Polish photographer Monika Orpik explores the emergence of new forms of community-building in Belarus, as well as spatial experiences of migration or how people can be brought together by and under a shared spirit of solidarity.

In her book “Stepping Out Into This Almost Empty Road”, Monika Orpik combines two seemingly contradictory artistic practices—working with photographic images and working with text. The image layer traverses a specific territory, an area in the vicinity of the Bialowieza Forest. The dreamy, faded photographs, on the one hand, are a documentation of a specific landscape and events happening in the area from August 2020, when the revolution in Belarus began, through 2021 marking the migrant crisis on the Polish-Belarusian border and resulting in the construction of a border wall, until 2022, the year of Russia’s brutal invasion of Ukraine. On the other hand, the photographs create a visual narrative of an idyllic world. They are like a dream of a country or place from which one has departed, like passing childhood memories. In the presented sequence of photos, the poignant element is emptiness, a landscape without people, forest, empty rooms and abandoned architectural elements. People appear sporadically, mostly—but not always—showing up in banal situations related to life and work. They are not heroes—protagonists of the story—they are an element of the landscape, part of the land. The photographic sequence itself is quiet, almost dreamy. There is a sense of unease in it, perhaps caused by the aforementioned emptiness. 
A very aggressive element, a kind of violent awakening from the visual dream, are the texts in the book. They appear unexpectedly, interrupting, or organizing, the sequence of photographs. The texts are composed of excerpts from fifteen interviews conducted by Orpik with people who fled Belarus. In order to create a “collective I,” the excerpts were edited and combined into 3 coherent chapters, each dealing with one aspect of migration, i.e. the political regime, being forced to leave your home, and language as identity. They are a polyphonic statement about the experience of fleeing the country, violence, fear and a sense of loss. Working with the text, Orpik not only edits the dissidents’ statements, but introduces a very important procedure—erasure.

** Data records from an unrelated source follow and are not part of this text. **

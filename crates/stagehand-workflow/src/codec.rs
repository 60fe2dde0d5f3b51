//! Spec codec: converts between raw payload and typed spec forms.
//!
//! Two decode paths exist. The strict path ([`decode`]) is for payloads
//! from persisted storage and uses the payload's typing as-is. The YAML
//! path ([`decode_yaml`], [`decode_yaml_str`]) is for authoring documents,
//! where scalars get YAML's content-based typing.
//!
//! Missing optional fields default to their zero value; a payload whose
//! shape is structurally incompatible with the target fails with
//! [`DecodeError`]. Both directions are pure transformations.

use serde::Serialize;
use serde::de::DeserializeOwned;

use crate::error::DecodeError;
use crate::job::JobSpec;

/// Strictly decode a spec payload into its typed form.
pub fn decode<T: DeserializeOwned>(spec: &JobSpec) -> Result<T, DecodeError> {
  Ok(serde_json::from_value(normalize(spec.to_value()?))?)
}

/// Leniently decode an authoring payload into its typed form.
///
/// The payload is re-serialized as YAML text and parsed from there, the
/// same route an authoring document takes into the engine.
pub fn decode_yaml<T: DeserializeOwned>(spec: &JobSpec) -> Result<T, DecodeError> {
  let text = serde_yaml::to_string(&normalize(spec.to_value()?))?;
  decode_yaml_str(&text)
}

/// Decode an authoring document given directly as YAML text.
pub fn decode_yaml_str<T: DeserializeOwned>(text: &str) -> Result<T, DecodeError> {
  Ok(serde_yaml::from_str(text)?)
}

/// Encode a typed spec back into its payload form.
pub fn encode<T: Serialize>(spec: &T) -> Result<serde_json::Value, DecodeError> {
  Ok(serde_json::to_value(spec)?)
}

// An absent spec decodes like an empty mapping.
fn normalize(value: serde_json::Value) -> serde_json::Value {
  match value {
    serde_json::Value::Null => serde_json::Value::Object(serde_json::Map::new()),
    value => value,
  }
}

She removes the specification of the locations or countries involved in the stories. Words such as Poland, Belarus, names of cities, people or notion of time, have been replaced with: “There”, “Here”, “Us”, “They”. Only in the last chapter, about language and its identity entanglements, does the viewer get a clue about the place the characters are talking about. In addition, the text was left only in the version translated into English and Belarusian. The abandonment of Polish is a symbolic opening to, forbidden in Belarus itself, the Belarusian language. Its presence in the book thus becomes a political gesture. 
Orpik’s book constantly twists the plot and operates in an intermediate state, balancing between hope and the horrors of war. It departs from the reporter’s description of specific events, which, within a second, tend to be overshadowed by new news from other fronts. She talks about the long-term emotional and psychological effects of conflicts, the subsequent trauma and attempts to overcome it. Orpik shows a certain mechanism of violence and experience of loss, which does not apply only to the Polish-Belarusian border, the border of the European Union nor the people who fled the Lukashenko or al Assad regimes. It is a story about an uncertain journey and a new beginning that can happen to anyone. 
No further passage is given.